→ **Work item**
Below are some records; find each line that carries the word "core" and copy it.
== Records to process ==
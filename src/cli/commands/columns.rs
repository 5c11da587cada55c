use colored::Colorize;

use crate::cli::{context, output};
use crate::config::app_config::AppConfig;
use crate::core::errors::Result;
use crate::core::services::log_columns::AVAILABLE_COLUMNS;

/// Execute the `oversee-view columns` command.
///
/// Lists every column the audit table can show and marks the ones the
/// current configuration displays, with their position.
pub fn execute() -> Result<()> {
    let config = AppConfig::load(context::config_path())?;
    let shown = &config.table.columns;

    output::header("Available columns");
    println!();

    for column in &AVAILABLE_COLUMNS {
        let marker = match shown.iter().position(|k| k == column.key) {
            Some(pos) => format!("{:>2}", pos + 1).green().to_string(),
            None => " -".dimmed().to_string(),
        };
        println!(
            "  {} {:<14} {:<10} {}",
            marker,
            column.key,
            column.label,
            column.description.dimmed()
        );
    }

    println!();
    println!("  Choose columns with --columns id,timestamp or [table] columns in oversee.toml.");
    Ok(())
}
===
→ **Reply**
use crate::core::errors::Result;
use crate::core::services::log_columns::AVAILABLE_COLUMNS;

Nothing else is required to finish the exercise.